Every year, Jeep enthusiasts from all over the USA get together to drive something called the Rubicon Trail. 4x4 trails are graded up to 10 as the hardest. The Rubicon Trail is a grade 10. It is only 19 miles long, but it takes two whole days to drive. When one sees the trail - which starts at 10,000 feet [3050m] and runs through some of the highest mountain country in America - one can see why. A lot of it would be hard enough to scramble on foot, let alone trying it a vehicle.

Those who think that they have driven off-road [perhaps tried one of those ‘assault-course-for-vehicles’ places in the Home Counties, with a watery bit to splash through and some rocks to bump over?] can safely be told that they know nothing at all. The first ‘hazard’ on the Rubicon consisted of a winding staircase of loose boulders. Each wheel had to be placed separately (Jeep Wranglers have an amazing suspension that allows them almost to ‘crawl’ up and down ledges of four to five feet without bouncing or tipping). Everyone got stuck, even the motor trade journalists, who were supposed to be the experts. None of us would have got through had it not been for the marshals - super-experienced 4x4 enthusiasts who volunteer to organize the trail. They walk ahead of the vehicle (this trail can be walked faster than driven), and when the going gets particularly rough, they tell one where to put each wheel, and jolly testy they get if it’s not done correctly.

Walt is the most testy of all.

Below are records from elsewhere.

//! Keyboard profiles and the registry that owns them.

use std::collections::HashMap;

use serde::{Deserialize, Serialize};

use crate::error::{BlobKind, EngineError};

#[derive(Debug, Clone, PartialEq, Eq, Deserialize, Serialize)]
pub struct Profile {
    pub id: String,
    #[serde(alias = "name_ja")]
    pub name_local: String,
    #[serde(alias = "name_en")]
    pub name_default: String,
    #[serde(rename = "keyboardLayout")]
    pub keyboard_layout: Vec<String>,
    #[serde(rename = "inputSchemaId")]
    pub input_schema_id: String,
}

/// Profiles in blob order, indexed by id. Ids are unique.
#[derive(Debug, Clone, Default)]
pub struct ProfileRegistry {
    profiles: Vec<Profile>,
    by_id: HashMap<String, usize>,
}

impl ProfileRegistry {
    pub fn from_json(blob: &str) -> Result<Self, EngineError> {
        let profiles: Vec<Profile> = serde_json::from_str(blob)
            .map_err(|e| EngineError::malformed(BlobKind::Profiles, e))?;
        Self::from_profiles(profiles)
    }

    pub fn from_profiles(profiles: Vec<Profile>) -> Result<Self, EngineError> {
        let mut by_id = HashMap::with_capacity(profiles.len());
        for (idx, profile) in profiles.iter().enumerate() {
            if profile.id.is_empty() {
                return Err(EngineError::malformed(
                    BlobKind::Profiles,
                    format_args!("profile #{idx} has an empty id"),
                ));
            }
            if profile.input_schema_id.is_empty() {
                return Err(EngineError::malformed(
                    BlobKind::Profiles,
                    format_args!("profile {:?} has an empty inputSchemaId", profile.id),
                ));
            }
            if by_id.insert(profile.id.clone(), idx).is_some() {
                return Err(EngineError::malformed(
                    BlobKind::Profiles,
                    format_args!("duplicate profile id {:?}", profile.id),
                ));
            }
        }
        Ok(Self { profiles, by_id })
    }

    pub fn lookup(&self, id: &str) -> Option<&Profile> {
        self.by_id.get(id).map(|&idx| &self.profiles[idx])
    }

    pub fn iter(&self) -> impl Iterator<Item = &Profile> {
        self.profiles.iter()
    }

    pub fn first(&self) -> Option<&Profile> {
        self.profiles.first()
    }

    pub fn len(&self) -> usize {
        self.profiles.len()
    }

    pub fn is_empty(&self) -> bool {
        self.profiles.is_empty()
    }
}

#[cfg(test)]
mod tests {
    use super::*;

    const PROFILES: &str = r##"[
        {
            "id": "rus_standard",
            "name_local": "ロシア語",
            "name_default": "Russian",
            "keyboardLayout": ["А", "К", "Я"],
            "inputSchemaId": "schema_rus_v1"
        },
        {
            "id": "srb_cyrillic",
            "name_ja": "セルビア語",
            "name_en": "Serbian",
            "keyboardLayout": ["Ђ", "Ћ"],
            "inputSchemaId": "schema_srb_v1",
            "accent": "#2255aa"
        }
    ]"##;

    #[test]
    fn parse_and_lookup() {
        let reg = ProfileRegistry::from_json(PROFILES).unwrap();
        assert_eq!(reg.len(), 2);
        let rus = reg.lookup("rus_standard").unwrap();
        assert_eq!(rus.name_default, "Russian");
        assert_eq!(rus.keyboard_layout, vec!["А", "К", "Я"]);
        assert_eq!(rus.input_schema_id, "schema_rus_v1");
        assert!(reg.lookup("ukr_cyrillic").is_none());
    }

    #[test]
    fn legacy_name_fields() {
        let reg = ProfileRegistry::from_json(PROFILES).unwrap();
        let srb = reg.lookup("srb_cyrillic").unwrap();
        assert_eq!(srb.name_local, "セルビア語");
        assert_eq!(srb.name_default, "Serbian");
    }

    #[test]
    fn keeps_blob_order() {
        let reg = ProfileRegistry::from_json(PROFILES).unwrap();
        let ids: Vec<&str> = reg.iter().map(|p| p.id.as_str()).collect();
        assert_eq!(ids, vec!["rus_standard", "srb_cyrillic"]);
        assert_eq!(reg.first().unwrap().id, "rus_standard");
    }

    #[test]
    fn serializes_boundary_field_names() {
        let reg = ProfileRegistry::from_json(PROFILES).unwrap();
        let json = serde_json::to_value(reg.lookup("srb_cyrillic").unwrap()).unwrap();
        assert_eq!(json["name_local"], "セルビア語");
        assert_eq!(json["inputSchemaId"], "schema_srb_v1");
        assert!(json.get("name_ja").is_none());
    }

    #[test]
    fn unknown_fields_are_ignored() {
        let reg = ProfileRegistry::from_json(PROFILES).unwrap();
        let srb = reg.lookup("srb_cyrillic").unwrap();
        assert_eq!(srb.keyboard_layout, vec!["Ђ", "Ћ"]);
        let json = serde_json::to_value(srb).unwrap();
        assert!(json.get("accent").is_none());
    }

    #[test]
    fn empty_list_is_accepted() {
        assert!(ProfileRegistry::from_json("[]").unwrap().is_empty());
    }

    #[test]
    fn error_missing_field() {
        let err = ProfileRegistry::from_json(r#"[{"id": "x"}]"#).unwrap_err();
        assert!(matches!(
            err,
            EngineError::MalformedInput {
                blob: BlobKind::Profiles,
                ..
            }
        ));
    }

    #[test]
    fn error_wrong_type() {
        let err = ProfileRegistry::from_json(
            r#"[{"id": 1, "name_local": "a", "name_default": "b",
                 "keyboardLayout": "АБ", "inputSchemaId": "s"}]"#,
        )
        .unwrap_err();
        assert!(matches!(err, EngineError::MalformedInput { .. }));
    }

    #[test]
    fn error_duplicate_id() {
        let blob = r#"[
            {"id": "p", "name_local": "a", "name_default": "a", "keyboardLayout": [], "inputSchemaId": "s1"},
            {"id": "p", "name_local": "b", "name_default": "b", "keyboardLayout": [], "inputSchemaId": "s2"}
        ]"#;
        let err = ProfileRegistry::from_json(blob).unwrap_err();
        assert!(err.to_string().contains("duplicate profile id \"p\""), "{err}");
    }

    #[test]
    fn error_empty_schema_reference() {
        let blob = r#"[{"id": "p", "name_local": "a", "name_default": "a",
                        "keyboardLayout": [], "inputSchemaId": ""}]"#;
        let err = ProfileRegistry::from_json(blob).unwrap_err();
        assert!(err.to_string().contains("empty inputSchemaId"), "{err}");
    }
}
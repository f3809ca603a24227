use std::collections::HashMap;

use serde::Deserialize;

use crate::error::{BlobKind, EngineError};
use crate::json::UniqueMap;

#[derive(Deserialize)]
struct SchemaEntry {
    kana_key: String,
}

/// Decode a schema blob `{"КА": {"kana_key": "ka"}, ...}` into
/// key-sequence → syllable id. Repeated keys are rejected here; the
/// remaining entry checks happen in [`Schema::from_entries`](super::Schema::from_entries).
pub fn parse_schema_json(
    schema_id: &str,
    blob: &str,
) -> Result<HashMap<String, String>, EngineError> {
    let UniqueMap(raw) = serde_json::from_str::<UniqueMap<SchemaEntry>>(blob)
        .map_err(|e| EngineError::malformed(BlobKind::Schema(schema_id.to_string()), e))?;
    Ok(raw
        .into_iter()
        .map(|(sequence, entry)| (sequence, entry.kana_key))
        .collect())
}
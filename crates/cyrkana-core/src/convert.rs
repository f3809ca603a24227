//! Incremental Cyrillic → kana conversion.
//!
//! The caller owns the composition buffer: each call receives the buffer the
//! previous call returned and hands back the next one. Nothing is stored
//! between keystrokes.

use serde::{Deserialize, Serialize};

use crate::error::EngineError;
use crate::kana::KanaTable;
use crate::schema::{Schema, SchemaLookup};

#[derive(Debug, Clone, Copy, PartialEq, Eq, Serialize, Deserialize)]
#[serde(rename_all = "lowercase")]
pub enum Action {
    Commit,
    Composing,
    Clear,
}

impl Action {
    pub fn as_str(self) -> &'static str {
        match self {
            Action::Commit => "commit",
            Action::Composing => "composing",
            Action::Clear => "clear",
        }
    }
}

/// Outcome of one keystroke. `output` is non-empty only for `Commit`,
/// `buffer` only for `Composing`.
#[derive(Debug, Clone, PartialEq, Eq, Serialize, Deserialize)]
pub struct ConversionResult {
    pub action: Action,
    pub output: String,
    pub buffer: String,
}

impl ConversionResult {
    pub fn commit(output: String) -> Self {
        Self {
            action: Action::Commit,
            output,
            buffer: String::new(),
        }
    }

    pub fn composing(buffer: String) -> Self {
        Self {
            action: Action::Composing,
            output: String::new(),
            buffer,
        }
    }

    pub fn clear() -> Self {
        Self {
            action: Action::Clear,
            output: String::new(),
            buffer: String::new(),
        }
    }
}

/// Feed one keystroke through `schema`.
///
/// `buffer ++ key` is tried first; if it neither matches nor extends any
/// entry, `key` alone is tried as a fresh start and the old buffer is
/// dropped. If that fails too the result is `Clear`.
pub fn convert_key(
    schema: &Schema,
    kana: &KanaTable,
    buffer: &str,
    key: &str,
) -> Result<ConversionResult, EngineError> {
    let mut candidate = String::with_capacity(buffer.len() + key.len());
    candidate.push_str(buffer);
    candidate.push_str(key);

    if candidate.is_empty() {
        return Ok(ConversionResult::clear());
    }

    if let Some(result) = match_sequence(schema, kana, candidate)? {
        return Ok(result);
    }

    // Dead end: restart from the key alone. Redundant when the buffer was empty.
    if !buffer.is_empty() {
        if let Some(result) = match_sequence(schema, kana, key.to_string())? {
            return Ok(result);
        }
    }

    Ok(ConversionResult::clear())
}

fn match_sequence(
    schema: &Schema,
    kana: &KanaTable,
    sequence: String,
) -> Result<Option<ConversionResult>, EngineError> {
    match schema.lookup(&sequence) {
        SchemaLookup::Exact(syllable) | SchemaLookup::ExactAndPrefix(syllable) => {
            let text = kana
                .resolve(syllable)
                .ok_or_else(|| EngineError::MissingSyllableMapping {
                    sequence: sequence.clone(),
                    syllable: syllable.to_string(),
                })?;
            Ok(Some(ConversionResult::commit(text.to_string())))
        }
        SchemaLookup::Prefix => Ok(Some(ConversionResult::composing(sequence))),
        SchemaLookup::None => Ok(None),
    }
}
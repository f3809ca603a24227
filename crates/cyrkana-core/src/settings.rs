//! Global settings loaded from TOML.
//!
//! - `init_custom(toml_content)` sets a custom TOML before first `settings()` call
//! - `settings()` returns `&'static Settings` (lazy-init singleton)
//! - Default values are embedded via `include_str!("default_settings.toml")`

use std::sync::OnceLock;

use serde::Deserialize;

pub const DEFAULT_SETTINGS_TOML: &str = include_str!("default_settings.toml");

static CUSTOM_TOML: OnceLock<String> = OnceLock::new();

/// Set custom TOML before first `settings()` call.
pub fn init_custom(toml_content: String) -> Result<(), SettingsError> {
    parse_settings_toml(&toml_content)?;
    CUSTOM_TOML
        .set(toml_content)
        .map_err(|_| SettingsError::AlreadyInitialized)
}

/// Get or initialize the global settings singleton.
pub fn settings() -> &'static Settings {
    static INSTANCE: OnceLock<Settings> = OnceLock::new();
    INSTANCE.get_or_init(|| {
        let toml_str = CUSTOM_TOML
            .get()
            .map(|s| s.as_str())
            .unwrap_or(DEFAULT_SETTINGS_TOML);
        parse_settings_toml(toml_str).expect("settings TOML must be valid")
    })
}

/// Returns the embedded default settings TOML content.
pub fn default_toml() -> &'static str {
    DEFAULT_SETTINGS_TOML
}

#[derive(Debug, thiserror::Error)]
pub enum SettingsError {
    #[error("TOML parse error: {0}")]
    Parse(String),
    #[error("invalid value for {field}: {reason}")]
    InvalidValue { field: String, reason: String },
    #[error("settings already initialized")]
    AlreadyInitialized,
}

#[derive(Debug, Clone, Deserialize)]
pub struct Settings {
    pub profiles: ProfileSettings,
    pub assets: AssetSettings,
    pub trace: TraceSettings,
}

#[derive(Debug, Clone, Deserialize)]
pub struct ProfileSettings {
    pub default: String,
}

/// File layout the asset provider reads blobs from, relative to its root.
#[derive(Debug, Clone, Deserialize)]
pub struct AssetSettings {
    pub profiles: String,
    pub kana_table: String,
    pub schema_dir: String,
    pub schema_extension: String,
}

impl AssetSettings {
    /// Relative path of the schema blob for `schema_id`.
    pub fn schema_file(&self, schema_id: &str) -> String {
        format!("{}/{}.{}", self.schema_dir, schema_id, self.schema_extension)
    }
}

#[derive(Debug, Clone, Deserialize)]
pub struct TraceSettings {
    pub file_name: String,
    pub filter: String,
}

pub fn parse_settings_toml(toml_str: &str) -> Result<Settings, SettingsError> {
    let s: Settings = toml::from_str(toml_str).map_err(|e| SettingsError::Parse(e.to_string()))?;
    validate(&s)?;
    Ok(s)
}

fn validate(s: &Settings) -> Result<(), SettingsError> {
    let required = [
        ("profiles.default", &s.profiles.default),
        ("assets.profiles", &s.assets.profiles),
        ("assets.kana_table", &s.assets.kana_table),
        ("assets.schema_dir", &s.assets.schema_dir),
        ("assets.schema_extension", &s.assets.schema_extension),
        ("trace.file_name", &s.trace.file_name),
        ("trace.filter", &s.trace.filter),
    ];
    for (field, value) in required {
        if value.trim().is_empty() {
            return Err(SettingsError::InvalidValue {
                field: field.to_string(),
                reason: "must not be empty".to_string(),
            });
        }
    }
    if s.assets.schema_extension.starts_with('.') {
        return Err(SettingsError::InvalidValue {
            field: "assets.schema_extension".to_string(),
            reason: "write the extension without a leading dot".to_string(),
        });
    }
    Ok(())
}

A taciturn cowboy-type with a perpetual frown and a mouth that pointed down at both sides, he was the mechanic for the trip and therefore our Fuhrer. When I found myself - wide eyed and terrified - pointing vertically down hill with nothing under my front wheels, about to go head over heels, he told me to turn the steering wheel to try to gain some purchase. I did, but nothing happened.

“I said turn the Goddam wheel!” shouted Walt.

I tried again, and thank goodness, my front left wheel found something solid - just as we were about to go over into the void.

“Ain't it amazing what happens when you turn the wheel?”

I could have killed him, but then without him I’d have killed myself. Anyway, he was bigger than me. Every time I made more than a normal mess out of a particular hazard - letting the back down too fast over a rock stair and hearing (and feeling) it go ‘crunch,’ or getting stuck and applying too much gas so that the wheels spun mud and rock in every direction - I'd look up and there Walt would be, shaking his head and wondering how such an incompetent had ever been allowed behind the wheel.

In a Jeep, even an incompetent such as I can drive something as impossible as The Rubicon Trail. Bear in mind, too, that these Jeeps had no modifications beyond some slightly wider tires, and an extra plate welded under the transmission (these were automatics - smash the transmission panel on a rock and that's the end of your trail). In all other respects they were exactly as one would find them in the showroom. Moreover, these particular vehicles were veterans of two years of taking journalists over the trail. They coped with the job like champions, in spite of our not being able, at any time in two days, to get beyond low range first gear. It was exhausting, but also immensely satisfying, especially because the organizers helicoptered in a full-on Country and Western band to a meadow just below the snowline where we camped the night.

If I ever get the chance to drive the Rubicon again I’ll be there in a heartbeat, if only to remind myself - as I watch the urban cowboys crawl through Soho in their 4x4s - what such a vehicle can really do. More than that; next year I’m buying a 4x4 myself, and it’s going to be a Jeep.